Of course, based solely on his hippie attire, Lang didn’t present like the savvy businessman that he was. He quickly set about extrapolating from the Miami budget, and selected the Winston Farm site in Saugerties, NY — though, unfortunately, the farm’s owner had no interest in leasing his land for a festival. Finally in July, a mere month before they planned to kick things off, Lang was introduced to Yasgur, a dairy farmer from Bethel.
He’d ultimately do more than allow Woodstock Ventures to use his land. He also helped grease the skids with the local community, and paved the way for the organizers to receive the necessary permits. “Max was our savior,” Lang would later write in ‘The Road to Woodstock.’ The next month was a whirlwind of construction, booking, and advertising. Up to the final two days, organizers scrambled to get basic things like water and electricity pumped into the venue space. They were consistently hampered an array of unpredictable weather events, a freak fire that burned down the staff’s living quarters — and, already, by crowds of people.
It seems Lang’s marketing campaign had worked a little too well. Having built up such a rudimentary infrastructure in such a short amount of time, Lang and his partners were left with only one option to prevent what could have been a disastrous riot. Just before the first day, all of the fences surrounding the stage site were torn down. Woodstock would now be completely and totally free.
Watch Richie Havens Perform ‘Freedom’
httpv://www.youtube.com/watch?v=rynxqdNMry4
Day One: Friday, Aug. 15
Woodstock was advertised to start at 4:00PM. The only problem was in finding someone willing to go onstage first. The plan had been for the L.A. rock band Sweetwater to kick things off, but they were still stuck in the snarl of traffic around Bethel. With nowhere else to turn, Lang approached Greenwich Village mainstay Richie Havens and asked if he’d go on. Havens was reticent — his bass player hadn’t made it yet — but he nevertheless he agreed.
Over the next two hours, Havens regaled the crowd with every song he knew, having been sent back on stage each time he tried to leave. Finally, he was left to simply vamp on his guitar and sing the word “freedom” over and over again. “I think the word ‘freedom’ came out of my mouth because I saw it in front of me,” Havens later recalled. “I saw the freedom that we were looking for. And every person was sharing it, and so that word came out.”

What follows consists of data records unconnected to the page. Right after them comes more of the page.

#![forbid(unsafe_code)]
//! logq-io: adapters between the engine and the outside world.
//!
//! - `storage`: `SpillStorage` backends (local directory, in-memory).
//! - `logs`: `LogStorage` over `<dir>/<table>.log` files or in-memory tables.
//! - `catalog`: YAML table catalog implementing `TableRegistry`.
//! - `lookup`: CSV lookup tables implementing `LookupService`.
//! - `writers`: JSONL result writer.

pub mod buf;
pub mod catalog;
pub mod error;
pub mod logs;
pub mod lookup;
pub mod storage;
pub mod writers;

pub use catalog::TableCatalog;
pub use error::{Error, Result};
pub use logs::{FileLogStorage, MemoryLogStorage};
pub use lookup::{CsvLookupTable, LookupTables};
pub use storage::{build_spill_manager, FsStorage, MemoryStorage};
pub use writers::jsonl::JsonlWriter;
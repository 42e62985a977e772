//! Compression facade for spill segments (feature-gated).
//!
//! Only `None`, `Zstd`, `Lz4`. A codec compiled out reports
//! `CodecUnsupported` instead of silently storing plain bytes.

use serde::{Deserialize, Serialize};

use crate::error::{Error, Result};

#[derive(Debug, Clone, Copy, PartialEq, Eq, Serialize, Deserialize)]
#[repr(u8)]
pub enum Codec {
    None = 0,
    Zstd = 1,
    Lz4 = 2,
}

impl Codec {
    pub fn from_u8(v: u8) -> Result<Self> {
        match v {
            0 => Ok(Codec::None),
            1 => Ok(Codec::Zstd),
            2 => Ok(Codec::Lz4),
            other => Err(Error::CodecUnsupported(format!("tag {other}"))),
        }
    }

    /// Parse the `spill_codec` config value.
    pub fn from_name(name: &str) -> Result<Self> {
        match name.to_ascii_lowercase().as_str() {
            "none" | "" => Ok(Codec::None),
            "zstd" => Ok(Codec::Zstd),
            "lz4" => Ok(Codec::Lz4),
            other => Err(Error::CodecUnsupported(other.to_string())),
        }
    }

    pub fn compress(self, input: &[u8]) -> Result<Vec<u8>> {
        match self {
            Codec::None => Ok(input.to_vec()),
            Codec::Zstd => zstd_compress(input),
            Codec::Lz4 => lz4_compress(input),
        }
    }

    pub fn decompress(self, input: &[u8]) -> Result<Vec<u8>> {
        match self {
            Codec::None => Ok(input.to_vec()),
            Codec::Zstd => zstd_decompress(input),
            Codec::Lz4 => lz4_decompress(input),
        }
    }
}

#[cfg(feature = "zstd")]
fn zstd_compress(input: &[u8]) -> Result<Vec<u8>> {
    let mut out = Vec::new();
    zstd::stream::copy_encode(input, &mut out, 3).map_err(|e| Error::Codec(format!("zstd: {e}")))?;
    Ok(out)
}

#[cfg(feature = "zstd")]
fn zstd_decompress(input: &[u8]) -> Result<Vec<u8>> {
    let mut out = Vec::new();
    zstd::stream::copy_decode(input, &mut out).map_err(|e| Error::Codec(format!("zstd: {e}")))?;
    Ok(out)
}

#[cfg(not(feature = "zstd"))]
fn zstd_compress(_input: &[u8]) -> Result<Vec<u8>> {
    Err(Error::CodecUnsupported("zstd".into()))
}

#[cfg(not(feature = "zstd"))]
fn zstd_decompress(_input: &[u8]) -> Result<Vec<u8>> {
    Err(Error::CodecUnsupported("zstd".into()))
}

#[cfg(feature = "lz4")]
fn lz4_compress(input: &[u8]) -> Result<Vec<u8>> {
    Ok(lz4_flex::compress_prepend_size(input))
}

#[cfg(feature = "lz4")]
fn lz4_decompress(input: &[u8]) -> Result<Vec<u8>> {
    lz4_flex::decompress_size_prepended(input).map_err(|e| Error::Codec(format!("lz4: {e}")))
}

#[cfg(not(feature = "lz4"))]
fn lz4_compress(_input: &[u8]) -> Result<Vec<u8>> {
    Err(Error::CodecUnsupported("lz4".into()))
}

#[cfg(not(feature = "lz4"))]
fn lz4_decompress(_input: &[u8]) -> Result<Vec<u8>> {
    Err(Error::CodecUnsupported("lz4".into()))
}

#[cfg(test)]
mod tests {
    use super::*;

    #[test]
    fn names_and_tags() {
        assert_eq!(Codec::from_name("ZSTD").unwrap(), Codec::Zstd);
        assert_eq!(Codec::from_u8(Codec::Lz4 as u8).unwrap(), Codec::Lz4);
        assert!(Codec::from_name("brotli").is_err());
        assert!(Codec::from_u8(9).is_err());
    }

    #[test]
    fn none_is_identity() {
        let data = b"some spilled rows";
        assert_eq!(Codec::None.decompress(&Codec::None.compress(data).unwrap()).unwrap(), data);
    }
}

Sweetwater followed, and then Burt Sommer and Tim Hardin respectively. Ravi Shankar went on at 10:00PM, playing for a little over half an hour during a rainstorm before giving way to Melanie. The last two slots of the first day were pegged for two icons of the folk movement, Arlo Guthrie and Joan Baez.
A late start and time overruns had pushed Baez’s closing set start time to nearly 1:00AM. Later, Baez said she was actually grateful for the early morning time. “It had been so long waiting and that’s one of the dynamics that can happen with that. I was all set to be dealing with stage fright and now it’s gotten so late I’m not going to bother. And I knew I was singing to a city.”

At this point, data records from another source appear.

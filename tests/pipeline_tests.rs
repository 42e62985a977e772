//! End-to-end query tests: parse, bind, run, collect.

mod common;

use std::sync::atomic::{AtomicUsize, Ordering};
use std::sync::Arc;

use common::{config, events, int_field, run, service, str_field};
use logq_commands::Status;
use logq_core::row::Row;
use logq_core::value::Value;
use logq_exec::{CollectRows, ExecError, RowConsumer};

/// Collects rows and counts how often the sink finished.
#[derive(Clone, Default)]
struct CountingRows {
    rows: CollectRows,
    finishes: Arc<AtomicUsize>,
}

impl RowConsumer for CountingRows {
    fn consume(&mut self, row: Row) -> logq_commands::Result<()> {
        self.rows.consume(row)
    }

    fn finish(&mut self) -> logq_commands::Result<()> {
        self.finishes.fetch_add(1, Ordering::SeqCst);
        Ok(())
    }
}

#[test]
fn project_and_rename() {
    let svc = service(config("memory://pipeline"), events(3));
    let consumer = CountingRows::default();
    let query = svc
        .prepare(
            "table events | fields _time, user | rename user as actor",
            Box::new(consumer.clone()),
        )
        .unwrap();
    let running = svc.spawn(query).unwrap();
    let handle = running.handle().clone();
    let report = running.join().unwrap();

    let rows = consumer.rows.rows();
    assert_eq!(rows.len(), 3);
    for (i, row) in rows.iter().enumerate() {
        assert_eq!(row.len(), 2);
        assert_eq!(int_field(row, "_time"), Some(i as i64 * 1_000));
        assert!(row.get("user").is_none());
        assert!(row.raw().is_none());
    }
    assert_eq!(str_field(&rows[1], "actor").as_deref(), Some("bob"));

    let names: Vec<&str> = report.commands.iter().map(|c| c.name).collect();
    assert_eq!(names, vec!["table", "fields", "rename", "sink"]);
    for stage in &report.commands[..3] {
        assert_eq!(stage.pushed, 3, "{}", stage.name);
    }
    assert!(handle.commands().iter().all(|c| c.status == Status::End));
    assert!(handle.is_finished());
    assert_eq!(consumer.finishes.load(Ordering::SeqCst), 1);
}

#[test]
fn rename_without_projection_hides_the_old_name() {
    let svc = service(config("memory://pipeline"), events(3));
    let (rows, _) = run(&svc, "table events | rename user as actor");

    assert_eq!(rows.len(), 3);
    for row in &rows {
        assert!(row.get("user").is_none());
        assert!(row.get("actor").is_some());
        assert!(row.get("action").is_some());
    }
    assert_eq!(str_field(&rows[2], "actor").as_deref(), Some("carol"));

    let (rows, _) = run(&svc, "table events | rename user as actor | search user == alice");
    assert!(rows.is_empty());
}

#[test]
fn search_conditions_are_conjunctive() {
    let svc = service(config("memory://pipeline"), events(12));
    let (rows, report) = run(&svc, "table events | search user == alice and bytes >= 300");

    let bytes: Vec<i64> = rows.iter().filter_map(|r| int_field(r, "bytes")).collect();
    assert_eq!(bytes, vec![300, 600, 900]);
    assert_eq!(report.commands[0].pushed, 12);
    assert_eq!(report.commands[1].pushed, 3);
}

#[test]
fn search_limit_stops_the_source_early() {
    let svc = service(config("memory://pipeline"), events(1_000));
    let (rows, report) = run(&svc, "table events | search limit=2 user == bob");

    assert_eq!(rows.len(), 2);
    // bob is records 1 and 4; nothing after the fifth record is read.
    assert_eq!(report.commands[0].name, "table");
    assert_eq!(report.commands[0].pushed, 5);
}

#[test]
fn table_offset_and_limit() {
    let svc = service(config("memory://pipeline"), events(10));
    let (rows, _) = run(&svc, "table offset=2 limit=3 events | fields _time");
    let times: Vec<i64> = rows.iter().filter_map(|r| int_field(r, "_time")).collect();
    assert_eq!(times, vec![2_000, 3_000, 4_000]);
}

#[test]
fn sort_with_limit_and_mixed_directions() {
    let svc = service(config("memory://pipeline"), events(20));
    let (rows, _) = run(&svc, "table events | sort limit=3 -bytes, _time | fields bytes, _time");

    let got: Vec<(i64, i64)> = rows
        .iter()
        .map(|r| (int_field(r, "bytes").unwrap(), int_field(r, "_time").unwrap()))
        .collect();
    assert_eq!(got, vec![(900, 9_000), (900, 19_000), (800, 8_000)]);
}

#[test]
fn stats_by_user() {
    let svc = service(config("memory://pipeline"), events(6));
    let (rows, _) = run(
        &svc,
        "table events | stats count, sum(bytes) as total, max(bytes) by user",
    );

    let got: Vec<(String, i64, i64, i64)> = rows
        .iter()
        .map(|r| {
            (
                str_field(r, "user").unwrap(),
                int_field(r, "count").unwrap(),
                int_field(r, "total").unwrap(),
                int_field(r, "max(bytes)").unwrap(),
            )
        })
        .collect();
    assert_eq!(
        got,
        vec![
            ("alice".to_string(), 2, 300, 300),
            ("bob".to_string(), 2, 500, 400),
            ("carol".to_string(), 2, 700, 500),
        ]
    );
}

#[test]
fn stats_over_empty_table_emits_one_row() {
    let svc = service(config("memory://pipeline"), Vec::new());
    let (rows, _) = run(&svc, "table events | stats count");
    assert_eq!(rows.len(), 1);
    assert_eq!(rows[0].get("count"), Some(&Value::Int(0)));
}

#[test]
fn timechart_buckets_by_span() {
    let svc = service(config("memory://pipeline"), events(10));
    let (rows, _) = run(&svc, "table events | timechart span=5s count by user");

    assert_eq!(rows.len(), 2);
    assert_eq!(rows[0].get("_time"), Some(&Value::Int(0)));
    assert_eq!(rows[1].get("_time"), Some(&Value::Int(5_000)));
    let counts = |i: usize| {
        ["alice", "bob", "carol"]
            .iter()
            .map(|u| int_field(&rows[i], u).unwrap())
            .collect::<Vec<_>>()
    };
    assert_eq!(counts(0), vec![2, 2, 1]);
    assert_eq!(counts(1), vec![2, 1, 2]);
}

#[test]
fn lookup_enriches_known_keys() {
    let svc = service(config("memory://pipeline"), events(3));
    let (rows, _) = run(
        &svc,
        "table events | lookup teams user output team, floor as level | fields user, team, level",
    );

    assert_eq!(str_field(&rows[0], "team").as_deref(), Some("infra"));
    assert_eq!(str_field(&rows[0], "level").as_deref(), Some("3"));
    assert_eq!(str_field(&rows[1], "team").as_deref(), Some("web"));
    // carol has no entry: only her own field survives
    assert_eq!(rows[2].len(), 1);
}

#[test]
fn scalar_functions() {
    let svc = service(config("memory://pipeline"), events(1));
    let (rows, _) = run(
        &svc,
        "table events | function upper(user) as who | function substr(action, 0, 3) as act | fields who, act",
    );
    assert_eq!(str_field(&rows[0], "who").as_deref(), Some("ALICE"));
    assert_eq!(str_field(&rows[0], "act").as_deref(), Some("log"));
}

#[test]
fn drop_discards_everything() {
    let svc = service(config("memory://pipeline"), events(50));
    let (rows, report) = run(&svc, "table events | drop");
    assert!(rows.is_empty());
    assert_eq!(report.commands[0].pushed, 50);
}

#[test]
fn results_do_not_depend_on_batching() {
    let query = "table events | search action != read | fields _time, user";
    let mut batched = config("memory://pipeline");
    batched.batch_size = 16;
    let (plain, _) = run(&service(config("memory://pipeline"), events(100)), query);
    let (chunked, _) = run(&service(batched, events(100)), query);
    assert_eq!(plain.len(), 75);
    assert_eq!(plain, chunked);
}

#[test]
fn syntax_errors_point_at_the_stage() {
    let svc = service(config("memory://pipeline"), events(1));
    let err = svc
        .run("table events | sort", Box::new(logq_exec::CollectRows::new()))
        .unwrap_err();
    match err {
        ExecError::Syntax(e) => {
            assert!(e.position >= 15, "position {}", e.position);
            assert!(e.pointer().starts_with("table events | sort\n"));
        }
        other => panic!("unexpected {other:?}"),
    }
}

After a stirring rendition of ‘We Shall Overcome,’ at 2:00AM, the first day of Woodstock was in the books. It had gotten off to a bit of a rocky start, but the performances and the behavior of the crowd exceeded anyone’s expectations.

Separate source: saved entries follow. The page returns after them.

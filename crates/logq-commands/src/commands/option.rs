//! `option k=v ...`: pass-through stage carrying query options.

use std::collections::BTreeMap;

use logq_core::row::Row;

use crate::command::{Command, CommandCore};
use crate::error::Result;

/// Option key that turns timeline reporting off when set to `false`.
pub const TIMELINE_OPTION: &str = "timeline";

#[derive(Default)]
pub struct OptionCmd {
    core: CommandCore,
    options: BTreeMap<String, String>,
}

impl OptionCmd {
    pub fn new(options: BTreeMap<String, String>) -> Self {
        Self {
            core: CommandCore::new(),
            options,
        }
    }

    pub fn options(&self) -> &BTreeMap<String, String> {
        &self.options
    }

    pub fn get(&self, key: &str) -> Option<&str> {
        self.options.get(key).map(|s| s.as_str())
    }

    /// Whether this stage leaves timeline reporting on (default: yes).
    pub fn timeline(&self) -> bool {
        !matches!(self.get(TIMELINE_OPTION), Some(v) if v.eq_ignore_ascii_case("false"))
    }
}

impl Command for OptionCmd {
    fn name(&self) -> &'static str {
        "option"
    }

    fn core(&self) -> &CommandCore {
        &self.core
    }

    fn core_mut(&mut self) -> &mut CommandCore {
        &mut self.core
    }

    fn push(&mut self, row: Row) -> Result<()> {
        self.core.write(row)
    }

    fn describe(&self) -> String {
        let opts: Vec<String> = self.options.iter().map(|(k, v)| format!("{k}={v}")).collect();
        format!("option {}", opts.join(" "))
    }
}

#[cfg(test)]
mod tests {
    use super::*;

    #[test]
    fn timeline_flag() {
        let mut opts = BTreeMap::new();
        assert!(OptionCmd::new(opts.clone()).timeline());
        opts.insert("timeline".to_string(), "FALSE".to_string());
        let cmd = OptionCmd::new(opts);
        assert!(!cmd.timeline());
        assert_eq!(cmd.describe(), "option timeline=FALSE");
    }
}
use std::collections::HashMap;
use std::sync::{Arc, RwLock};

use logq_core::catalog::{LogStorage, RecordCursor};
use logq_core::error::{Error, Result};
use logq_core::row::Row;

/// Tables held in memory as raw records. Clones share the same tables.
#[derive(Clone, Default)]
pub struct MemoryLogStorage {
    tables: Arc<RwLock<HashMap<String, Arc<Vec<String>>>>>,
}

impl MemoryLogStorage {
    pub fn new() -> Self {
        Self::default()
    }

    /// Replace the records of `table`.
    pub fn insert<I, S>(&self, table: impl Into<String>, records: I)
    where
        I: IntoIterator<Item = S>,
        S: Into<String>,
    {
        let records: Vec<String> = records.into_iter().map(Into::into).collect();
        if let Ok(mut tables) = self.tables.write() {
            tables.insert(table.into(), Arc::new(records));
        }
    }

    pub fn with_table<I, S>(self, table: impl Into<String>, records: I) -> Self
    where
        I: IntoIterator<Item = S>,
        S: Into<String>,
    {
        self.insert(table, records);
        self
    }
}

impl LogStorage for MemoryLogStorage {
    fn open(&self, table: &str) -> Result<Box<dyn RecordCursor>> {
        let records = self
            .tables
            .read()
            .map_err(|_| Error::Storage("log storage lock poisoned".into()))?
            .get(table)
            .cloned()
            .ok_or_else(|| Error::Storage(format!("no such table '{table}'")))?;
        let len = records.len();
        Ok(Box::new(
            (0..len).map(move |i| Ok::<_, Error>(Row::from_raw(records[i].clone()))),
        ))
    }
}

#[cfg(test)]
mod tests {
    use super::*;

    #[test]
    fn each_open_starts_a_fresh_scan() {
        let storage = MemoryLogStorage::new().with_table("t", ["a 1", "b 2"]);
        assert_eq!(storage.open("t").unwrap().count(), 2);
        let first = storage.open("t").unwrap().next().unwrap().unwrap();
        assert_eq!(first.raw(), Some("a 1"));
        assert!(storage.open("missing").is_err());
    }
}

But then the crowd, already massive, continued to grow.
Watch Santana Perform ‘Soul Sacrifice’
httpv://www.youtube.com/watch?v=AqZceAQSJvc
Day Two: Saturday, Aug. 16
The second day of Woodstock began just after noon with a Northeastern psychedelic rock group named Quill, followed by Country Joe McDonald. (The promoters had found McDonald hanging out backstage and asked him to fill time to allow the next band, Santana, to get ready.) Rain from the previous evening had turned the massive field into a quagmire of mud and bodies. Speculation ran rampant that New York Governor Nelson Rockefeller would declare the site a disaster area.
This unkempt environment made the perfect setting for what became McDonald’s career-defining moment — a profane cheer that swept through the crowd. “I said, ‘Give me an F,’” McDonald remembered in Lang’s book. “And everybody turned and looked at me, and said, ‘F.’ Then I said, ‘Give me a U.’ And they yelled back, ‘U!’ And it went on like that. And I went on singing the song and they all kept staring at me. My adrenaline got really pumping.”
Santana, then still a month away from its debut album, received an invite by way of rock promoter Bill Graham, who had proven invaluable in helping book acts for the festival. Their incendiary Latin rock performance launched Santana toward super-stardom, but not without one small regret. “I was under the influence of LSD,” Santana has said. “The guitar neck, it felt like an electric snake that wouldn’t stand still. That’s why I’m making ugly faces, trying to make the snake stand still so that I can play it.”
John Sebastian, founder of the Lovin’ Spoonful, followed, then Keef Hartley Band, the Incredible String Band, Canned Heat and Mountain — the latter of whom was performing before a live audience for only the third time ever. All of that was supposed to have prologue to the legendary Grateful Dead on tap next, but the legendary San Francisco jam band fell flat.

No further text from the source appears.